Saved data entries:

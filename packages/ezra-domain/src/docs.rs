use serde::{Deserialize, Serialize};
use serde_json::{Map, Value};

#[derive(Clone, Debug, PartialEq, Serialize, Deserialize)]
pub struct DocumentationChunk {
	pub id: String,
	pub text: String,
	pub metadata: DocumentationMetadata,
}

/// Chunk provenance. The corpus store rejects null metadata values, so the
/// optional fields are written as empty strings.
#[derive(Clone, Debug, Default, PartialEq, Serialize, Deserialize)]
pub struct DocumentationMetadata {
	pub source: String,
	#[serde(default)]
	pub platform: Option<String>,
	pub title: String,
	pub url: String,
	pub section_path: String,
	#[serde(rename = "type")]
	pub doc_type: String,
	#[serde(default)]
	pub language: Option<String>,
	#[serde(default)]
	pub hash: Option<String>,
	#[serde(default)]
	pub version: Option<String>,
}

impl DocumentationMetadata {
	pub fn as_map(&self) -> Map<String, Value> {
		let optional = |value: &Option<String>| {
			Value::String(value.clone().unwrap_or_default())
		};
		let mut map = Map::new();

		map.insert("source".to_string(), Value::String(self.source.clone()));
		map.insert("platform".to_string(), optional(&self.platform));
		map.insert("title".to_string(), Value::String(self.title.clone()));
		map.insert("url".to_string(), Value::String(self.url.clone()));
		map.insert("section_path".to_string(), Value::String(self.section_path.clone()));
		map.insert("type".to_string(), Value::String(self.doc_type.clone()));
		map.insert("language".to_string(), optional(&self.language));
		map.insert("hash".to_string(), optional(&self.hash));
		map.insert("version".to_string(), optional(&self.version));

		map
	}

	pub fn from_map(map: &Map<String, Value>) -> Self {
		let field = |key: &str| map.get(key).and_then(Value::as_str).unwrap_or_default().to_string();

		Self {
			source: field("source"),
			platform: Some(field("platform")),
			title: field("title"),
			url: field("url"),
			section_path: field("section_path"),
			doc_type: field("type"),
			language: Some(field("language")),
			hash: Some(field("hash")),
			version: Some(field("version")),
		}
	}
}
use serde::Deserialize;
use serde_json::{Map, Value};

#[derive(Debug, Deserialize)]
pub struct Config {
	pub service: Service,
	pub storage: Storage,
	pub providers: Providers,
	pub ingest: Ingest,
	pub search: Search,
	pub security: Security,
}

#[derive(Debug, Deserialize)]
pub struct Service {
	pub http_bind: String,
	pub log_level: String,
}

#[derive(Debug, Deserialize)]
pub struct Storage {
	pub qdrant: Qdrant,
}

#[derive(Debug, Deserialize)]
pub struct Qdrant {
	pub url: String,
	pub error_collection: String,
	pub doc_collection: String,
	pub vector_dim: u32,
}

#[derive(Debug, Deserialize)]
pub struct Providers {
	pub embedding: EmbeddingProviderConfig,
	pub llm: LlmProviderConfig,
}

#[derive(Clone, Debug, Deserialize)]
pub struct EmbeddingProviderConfig {
	pub provider_id: String,
	pub api_base: String,
	pub api_key: String,
	pub path: String,
	pub model: String,
	pub dimensions: u32,
	pub timeout_ms: u64,
	pub default_headers: Map<String, Value>,
}

#[derive(Debug, Deserialize)]
pub struct LlmProviderConfig {
	pub provider_id: String,
	pub api_base: String,
	pub api_key: String,
	pub path: String,
	pub model: String,
	pub temperature: f32,
	pub timeout_ms: u64,
	pub default_headers: Map<String, Value>,
}

#[derive(Debug, Deserialize)]
pub struct Ingest {
	pub batch_size: u32,
}

#[derive(Debug, Deserialize)]
pub struct Search {
	pub default_top_k: u32,
	pub max_top_k: u32,
}

#[derive(Debug, Deserialize)]
pub struct Security {
	pub bind_localhost_only: bool,
	pub api_auth_token: Option<String>,
}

◆ Exercise goal: Copy every entry exactly as it is given.

◆ Worked solution:
filename packages/ezra-domain/src/docs.rs
use serde::{Deserialize, Serialize};
use serde_json::{Map, Value};

#[derive(Clone, Debug, PartialEq, Serialize, Deserialize)]
pub struct DocumentationChunk {
	pub id: String,
	pub text: String,
	pub metadata: DocumentationMetadata,
}

/// Chunk provenance. The corpus store rejects null metadata values, so the
/// optional fields are written as empty strings.
#[derive(Clone, Debug, Default, PartialEq, Serialize, Deserialize)]
pub struct DocumentationMetadata {
	pub source: String,
	#[serde(default)]
	pub platform: Option<String>,
	pub title: String,
	pub url: String,
	pub section_path: String,
	#[serde(rename = "type")]
	pub doc_type: String,
	#[serde(default)]
	pub language: Option<String>,
	#[serde(default)]
	pub hash: Option<String>,
	#[serde(default)]
	pub version: Option<String>,
}

impl DocumentationMetadata {
	pub fn as_map(&self) -> Map<String, Value> {
		let optional = |value: &Option<String>| {
			Value::String(value.clone().unwrap_or_default())
		};
		let mut map = Map::new();

		map.insert("source".to_string(), Value::String(self.source.clone()));
		map.insert("platform".to_string(), optional(&self.platform));
		map.insert("title".to_string(), Value::String(self.title.clone()));
		map.insert("url".to_string(), Value::String(self.url.clone()));
		map.insert("section_path".to_string(), Value::String(self.section_path.clone()));
		map.insert("type".to_string(), Value::String(self.doc_type.clone()));
		map.insert("language".to_string(), optional(&self.language));
		map.insert("hash".to_string(), optional(&self.hash));
		map.insert("version".to_string(), optional(&self.version));

		map
	}

	pub fn from_map(map: &Map<String, Value>) -> Self {
		let field = |key: &str| map.get(key).and_then(Value::as_str).unwrap_or_default().to_string();

		Self {
			source: field("source"),
			platform: Some(field("platform")),
			title: field("title"),
			url: field("url"),
			section_path: field("section_path"),
			doc_type: field("type"),
			language: Some(field("language")),
			hash: Some(field("hash")),
			version: Some(field("version")),
		}
	}
}
use serde::Deserialize;
use serde_json::{Map, Value};

#[derive(Debug, Deserialize)]
pub struct Config {
	pub service: Service,
	pub storage: Storage,
	pub providers: Providers,
	pub ingest: Ingest,
	pub search: Search,
	pub security: Security,
}

#[derive(Debug, Deserialize)]
pub struct Service {
	pub http_bind: String,
	pub log_level: String,
}

#[derive(Debug, Deserialize)]
pub struct Storage {
	pub qdrant: Qdrant,
}

#[derive(Debug, Deserialize)]
pub struct Qdrant {
	pub url: String,
	pub error_collection: String,
	pub doc_collection: String,
	pub vector_dim: u32,
}

#[derive(Debug, Deserialize)]
pub struct Providers {
	pub embedding: EmbeddingProviderConfig,
	pub llm: LlmProviderConfig,
}

#[derive(Clone, Debug, Deserialize)]
pub struct EmbeddingProviderConfig {
	pub provider_id: String,
	pub api_base: String,
	pub api_key: String,
	pub path: String,
	pub model: String,
	pub dimensions: u32,
	pub timeout_ms: u64,
	pub default_headers: Map<String, Value>,
}

#[derive(Debug, Deserialize)]
pub struct LlmProviderConfig {
	pub provider_id: String,
	pub api_base: String,
	pub api_key: String,
	pub path: String,
	pub model: String,
	pub temperature: f32,
	pub timeout_ms: u64,
	pub default_headers: Map<String, Value>,
}

#[derive(Debug, Deserialize)]
pub struct Ingest {
	pub batch_size: u32,
}

#[derive(Debug, Deserialize)]
pub struct Search {
	pub default_top_k: u32,
	pub max_top_k: u32,
}

#[derive(Debug, Deserialize)]
pub struct Security {
	pub bind_localhost_only: bool,
	pub api_auth_token: Option<String>,
}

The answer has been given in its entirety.